A proposta de emenda à Constituição (PEC) que visa conceder autonomia orçamentária e financeira ao Banco Central (BC) será analisada pela Comissão de Constituição e Justiça (CCJ) na quarta-feira, dia 10, às 9h. Caso a PEC 65/2023 receba aprovação, ainda passará por dois turnos de votação no Plenário do Senado antes de seguir para a Câmara dos Deputados.
De autoria do senador Vanderlan Cardoso (PSD-GO), a proposta redefine o Banco Central como uma entidade pública de natureza especial, uma nova categoria jurídica que lhe confere o exercício de atividades estatais, inserindo-o no setor público financeiro e dotando-o de poderes relacionados à regulação, supervisão e resolução. Atualmente, o BC opera como uma autarquia de natureza especial, sem subordinação a ministérios ou órgãos do governo federal.

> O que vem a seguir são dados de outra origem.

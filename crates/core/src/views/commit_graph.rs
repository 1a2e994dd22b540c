use std::collections::HashSet;

use commit_graph_protocol::{
    CommitRecord, Point, Rect, RenderCommand, SharedStr, ThemeToken, Viewport,
};

use crate::config::GraphConfig;
use crate::layout::Connector;
use crate::model::GraphState;

/// Render the commit graph: one row per commit, nodes in their lanes,
/// connectors to parents, and text columns to the right of the lanes.
///
/// Pure projection of its inputs. Rows and connectors that fall outside the
/// viewport are culled; commits without a lane are not drawn.
pub fn render_commit_graph(
    state: &GraphState,
    connectors: &[Connector],
    config: &GraphConfig,
    viewport: &Viewport,
    head_branch: Option<&str>,
) -> Vec<RenderCommand> {
    if state.is_empty() {
        return Vec::new();
    }

    let half_row = config.row_height / 2.0;
    let visible = |row: usize| {
        let y = config.row_y(row);
        viewport.intersects_rows(y - half_row, y + half_row)
    };

    let mut commands = Vec::with_capacity(state.len() * 4 + connectors.len() + 3);
    commands.push(RenderCommand::BeginGroup {
        id: "commit-graph".into(),
        label: Some("Commit Graph".into()),
    });

    // Highlight band behind everything else.
    if let Some(selected) = state.selection().selected()
        && let Some(row) = state.row(selected)
        && visible(row)
    {
        commands.push(RenderCommand::DrawRect {
            rect: Rect::new(
                viewport.x,
                config.row_y(row) - half_row,
                viewport.width,
                config.row_height,
            ),
            color: ThemeToken::SelectionHighlight,
            border_color: None,
            commit_id: Some(selected.clone()),
        });
    }

    for connector in connectors {
        let (top, bottom) = connector.path.vertical_extent();
        if !viewport.intersects_rows(top, bottom) {
            continue;
        }
        commands.push(RenderCommand::DrawPath {
            segments: connector.path.segments(),
            color: connector.color,
            width: config.connector_width,
        });
    }

    let text_x = state.lanes().width() as f64 * config.lane_width + config.label_gap;
    let tips = branch_tips(state.commits());

    for (row, commit) in state.commits().iter().enumerate() {
        let Some(lane) = state.lane(&commit.id) else {
            continue;
        };
        if !visible(row) {
            continue;
        }
        let center = Point::new(config.lane_x(lane), config.row_y(row));
        let lane_color = ThemeToken::for_lane(lane);
        let (color, border_color) = if commit.is_merge() {
            (ThemeToken::MergeNodeFill, Some(lane_color))
        } else {
            (lane_color, Some(ThemeToken::NodeBorder))
        };
        commands.push(RenderCommand::DrawCircle {
            center,
            radius: config.node_radius,
            color,
            border_color,
            commit_id: Some(commit.id.clone()),
        });

        push_labels(
            &mut commands,
            commit,
            Point::new(text_x, center.y),
            config,
            tips.contains(commit.id.as_str()),
            head_branch,
        );
    }

    commands.push(RenderCommand::EndGroup);
    commands
}

fn push_labels(
    commands: &mut Vec<RenderCommand>,
    commit: &CommitRecord,
    origin: Point,
    config: &GraphConfig,
    is_tip: bool,
    head_branch: Option<&str>,
) {
    let advance = config.char_width;
    let mut x = origin.x;

    commands.push(text(
        Point::new(x, origin.y),
        commit.id.short(config.short_hash_len),
        ThemeToken::TextMuted,
        config,
    ));
    x += (config.short_hash_len + 1) as f64 * advance;

    if is_tip && let Some(label) = &commit.branch_label {
        let chip_w = (label.chars().count() + 2) as f64 * advance;
        let background = if head_branch == Some(label.as_str()) {
            ThemeToken::HeadLabelBackground
        } else {
            ThemeToken::BranchLabelBackground
        };
        commands.push(RenderCommand::DrawRect {
            rect: Rect::new(x, origin.y - config.font_size / 2.0, chip_w, config.font_size),
            color: background,
            border_color: None,
            commit_id: None,
        });
        commands.push(text(
            Point::new(x + advance, origin.y),
            label,
            ThemeToken::BranchLabelText,
            config,
        ));
        x += chip_w + advance;
    }

    let message = truncate(first_line(&commit.message), config.max_label_chars);
    let message_len = message.chars().count();
    commands.push(text(
        Point::new(x, origin.y),
        &message,
        ThemeToken::TextPrimary,
        config,
    ));

    if !commit.author.is_empty() {
        x += (message_len + 2) as f64 * advance;
        commands.push(text(
            Point::new(x, origin.y),
            &commit.author,
            ThemeToken::TextSecondary,
            config,
        ));
    }
}

fn text(position: Point, text: &str, color: ThemeToken, config: &GraphConfig) -> RenderCommand {
    RenderCommand::DrawText {
        position,
        text: SharedStr::from(text),
        color,
        font_size: config.font_size,
    }
}

/// Commits that carry a branch label not continued by a child on the same
/// branch. Their label is drawn as a chip.
fn branch_tips(commits: &[CommitRecord]) -> HashSet<&str> {
    let mut continued: HashSet<&str> = HashSet::new();
    let labels: std::collections::HashMap<&str, &str> = commits
        .iter()
        .filter_map(|c| c.branch_label.as_deref().map(|l| (c.id.as_str(), l)))
        .collect();
    for commit in commits {
        let (Some(label), Some(parent)) = (commit.branch_label.as_deref(), commit.primary_parent())
        else {
            continue;
        };
        if labels.get(parent.as_str()) == Some(&label) {
            continued.insert(parent.as_str());
        }
    }
    labels
        .keys()
        .copied()
        .filter(|id| !continued.contains(id))
        .collect()
}

fn first_line(message: &str) -> &str {
    message.lines().next().unwrap_or("")
}

fn truncate(s: &str, max_chars: usize) -> String {
    if s.chars().count() > max_chars && max_chars > 1 {
        let cut: String = s.chars().take(max_chars - 1).collect();
        format!("{cut}…")
    } else {
        s.to_string()
    }
}

#[cfg(test)]
mod tests {
    use super::*;
    use crate::layout::route_connectors;
    use crate::model::SelectionEvent;

    fn commit(id: &str, parents: &[&str], message: &str, label: Option<&str>) -> CommitRecord {
        CommitRecord {
            message: message.into(),
            author: "ada".into(),
            branch_label: label.map(str::to_string),
            ..CommitRecord::new(id, parents)
        }
    }

    fn state() -> GraphState {
        GraphState::from_commits(vec![
            commit("m0000000", &["a0000000", "b0000000"], "merge feature", Some("main")),
            commit("a0000000", &["r0000000"], "work on main", Some("main")),
            commit("b0000000", &["r0000000"], "feature work", Some("feature")),
            commit("r0000000", &[], "initial", Some("main")),
        ])
    }

    fn scene(state: &GraphState, viewport: &Viewport) -> Vec<RenderCommand> {
        let config = GraphConfig::default();
        let connectors = route_connectors(state, &config);
        render_commit_graph(state, &connectors, &config, viewport, Some("main"))
    }

    fn count(cmds: &[RenderCommand], pred: impl Fn(&RenderCommand) -> bool) -> usize {
        cmds.iter().filter(|c| pred(c)).count()
    }

    #[test]
    fn draws_nodes_and_connectors() {
        let cmds = scene(&state(), &Viewport::new(800.0, 600.0));
        assert_eq!(count(&cmds, |c| matches!(c, RenderCommand::DrawCircle { .. })), 4);
        assert_eq!(count(&cmds, |c| matches!(c, RenderCommand::DrawPath { .. })), 4);
        assert!(matches!(cmds.first(), Some(RenderCommand::BeginGroup { .. })));
        assert!(matches!(cmds.last(), Some(RenderCommand::EndGroup)));
    }

    #[test]
    fn chips_only_on_branch_tips() {
        let cmds = scene(&state(), &Viewport::new(800.0, 600.0));
        let chips: Vec<ThemeToken> = cmds
            .iter()
            .filter_map(|c| match c {
                RenderCommand::DrawRect { color, .. } => Some(*color),
                _ => None,
            })
            .collect();
        assert_eq!(
            chips,
            vec![
                ThemeToken::HeadLabelBackground,
                ThemeToken::BranchLabelBackground
            ]
        );
    }

    #[test]
    fn selection_adds_highlight_band_first() {
        let mut state = state();
        assert!(
            state
                .apply_selection(SelectionEvent::Click("a0000000".into()))
                .is_ok()
        );
        let cmds = scene(&state, &Viewport::new(800.0, 600.0));
        let band = cmds.get(1);
        assert!(matches!(
            band,
            Some(RenderCommand::DrawRect {
                color: ThemeToken::SelectionHighlight,
                ..
            })
        ));
        if let Some(RenderCommand::DrawRect {
            commit_id, rect, ..
        }) = band
        {
            assert_eq!(commit_id.as_deref(), Some("a0000000"));
            assert!((rect.y - 24.0).abs() < f64::EPSILON);
        }
    }

    #[test]
    fn culls_rows_outside_viewport() {
        // Default rows are 24px; this window shows only row 3.
        let viewport = Viewport {
            y: 80.0,
            ..Viewport::new(800.0, 10.0)
        };
        let cmds = scene(&state(), &viewport);
        assert_eq!(count(&cmds, |c| matches!(c, RenderCommand::DrawCircle { .. })), 1);
        // Connectors ending on row 3 still pass through.
        assert!(count(&cmds, |c| matches!(c, RenderCommand::DrawPath { .. })) >= 2);
    }

    #[test]
    fn same_inputs_same_scene() {
        let state = state();
        let vp = Viewport::new(800.0, 600.0);
        assert_eq!(scene(&state, &vp), scene(&state, &vp));
    }

    #[test]
    fn long_messages_are_cut() {
        assert_eq!(truncate("abcdef", 4), "abc…");
        assert_eq!(truncate("abc", 4), "abc");
        assert_eq!(first_line("subject\n\nbody"), "subject");
    }

    #[test]
    fn empty_state_renders_nothing() {
        let cmds = scene(&GraphState::default(), &Viewport::new(800.0, 600.0));
        assert!(cmds.is_empty());
    }
}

Vanderlan Cardoso argumenta que a autonomia orçamentária é essencial para que o Banco Central desempenhe adequadamente seu papel como autoridade monetária, enfatizando a importância de zelar pela estabilidade do sistema financeiro e promover o pleno emprego. A autonomia proposta permitirá ao BC elaborar, aprovar e executar seu próprio orçamento de forma independente, sem depender de repasses do Tesouro Nacional, um ponto que também é defendido pelo relator da matéria, senador Plínio Valério (PSDB-AM).
A PEC pretende desvincular o Banco Central do Orçamento da União, o que, segundo os autores, evitará limitações administrativas e financeiras que podem ser impostas pelo governo federal. É importante ressaltar que, embora o BC já possua autonomia técnica e operacional garantida pela Lei Complementar 179, de 2021, essa autonomia não abrange a questão orçamentária.
Além da PEC, a CCJ também avaliará outros projetos, incluindo um que estabelece o domicílio da vítima como critério para definir a competência em processos judiciais. Outro item na pauta é o PL 4.186/2021, que propõe aumentar para 20 anos o prazo para reparação civil de crianças e adolescentes vítimas de crimes contra a dignidade sexual, em contraste com os atuais três anos de prescrição.
A relatora desse projeto, senadora Professora Dorinha Seabra (União-TO), destaca a necessidade de um prazo maior, argumentando que muitas vítimas levam anos para processar a gravidade das situações que enfrentaram na infância ou adolescência. Ela enfatiza que não é aceitável que a prescrição civil para crimes dessa natureza ocorra em um intervalo tão curto como três anos.